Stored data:
+---+

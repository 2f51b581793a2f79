//! Filter definitions and load-time validation.

use std::collections::BTreeMap;

use serde::Deserialize;
use toml::Table;

use super::action::{Action, ActionKind};
use super::pipeline::{Pipeline, Step};
use crate::domain::error::DefinitionError;

/// One declarative filter: which command it applies to, how to rewrite its
/// arguments, and how to transform its output.
#[derive(Debug, Clone)]
pub struct FilterDefinition {
    pub name: String,
    pub version: i64,
    pub description: Option<String>,
    pub match_spec: MatchSpec,
    pub inject: Option<InjectSpec>,
    pub pipeline: Pipeline,
    pub on_error: OnError,
}

/// Command selector with flag-prefix constraints.
#[derive(Debug, Clone, Default, PartialEq, Eq, Deserialize)]
#[serde(default)]
pub struct MatchSpec {
    pub command: String,
    pub subcommand: Option<String>,
    pub exclude_flags: Vec<String>,
    pub require_flags: Vec<String>,
}

impl MatchSpec {
    /// Registry key: `command` or `command:subcommand`.
    pub fn key(&self) -> String {
        match self.subcommand.as_deref().filter(|s| !s.is_empty()) {
            Some(sub) => format!("{}:{}", self.command, sub),
            None => self.command.clone(),
        }
    }

    /// Check exclude/require flag prefixes against the supplied args.
    pub fn accepts(&self, args: &[String]) -> bool {
        let has_prefix = |prefix: &String| args.iter().any(|a| a.starts_with(prefix.as_str()));

        !self.exclude_flags.iter().any(has_prefix) && self.require_flags.iter().all(has_prefix)
    }
}

/// Arguments to add before execution.
#[derive(Debug, Clone, Default, PartialEq, Eq, Deserialize)]
#[serde(default)]
pub struct InjectSpec {
    pub args: Vec<String>,
    /// Flag prefix to value, applied in sorted flag order
    pub defaults: BTreeMap<String, String>,
    pub skip_if_present: Vec<String>,
}

/// How the caller should degrade when the pipeline fails.
#[derive(Debug, Clone, Copy, Default, PartialEq, Eq, Deserialize)]
#[serde(rename_all = "lowercase")]
pub enum OnError {
    /// Print the raw output (default)
    #[default]
    Passthrough,
    /// Print nothing
    Empty,
    /// Reserved for a rendered fallback; degrades like passthrough
    Template,
}

#[derive(Deserialize)]
struct Document {
    #[serde(default)]
    name: String,
    #[serde(default)]
    version: i64,
    #[serde(default)]
    description: Option<String>,
    #[serde(default, rename = "match")]
    match_spec: MatchSpec,
    #[serde(default)]
    inject: Option<InjectSpec>,
    #[serde(default)]
    pipeline: Vec<StepDocument>,
    #[serde(default)]
    on_error: OnError,
}

#[derive(Deserialize)]
struct StepDocument {
    #[serde(default)]
    action: String,
    #[serde(flatten)]
    params: Table,
}

impl FilterDefinition {
    /// Parse and validate a TOML definition document.
    ///
    /// # Errors
    ///
    /// Returns error if the document is malformed, `name` or `match.command`
    /// is empty, or a pipeline step names no action or an unknown one.
    /// Invalid step parameters do not reject the definition; they surface
    /// when the step runs.
    pub fn parse(source: &str) -> Result<Self, DefinitionError> {
        let doc: Document = toml::from_str(source)?;

        if doc.name.is_empty() {
            return Err(DefinitionError::MissingName);
        }
        if doc.match_spec.command.is_empty() {
            return Err(DefinitionError::MissingCommand { name: doc.name });
        }

        let mut steps = Vec::with_capacity(doc.pipeline.len());
        for (index, step) in doc.pipeline.into_iter().enumerate() {
            if step.action.is_empty() {
                return Err(DefinitionError::MissingAction {
                    name: doc.name,
                    index,
                });
            }
            let Ok(kind) = step.action.parse::<ActionKind>() else {
                return Err(DefinitionError::UnknownAction {
                    name: doc.name,
                    index,
                    action: step.action,
                });
            };
            steps.push(Step::new(kind, Action::compile(kind, &step.params)));
        }

        Ok(Self {
            name: doc.name,
            version: doc.version,
            description: doc.description,
            match_spec: doc.match_spec,
            inject: doc.inject,
            pipeline: Pipeline::new(steps),
            on_error: doc.on_error,
        })
    }

    pub fn key(&self) -> String {
        self.match_spec.key()
    }
}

+---+

● **Instructions for the task**: Please show, exactly as written, every line above that contains the word "description".

● **Finished exercise**:
    pub description: Option<String>,
    description: Option<String>,
            description: doc.description,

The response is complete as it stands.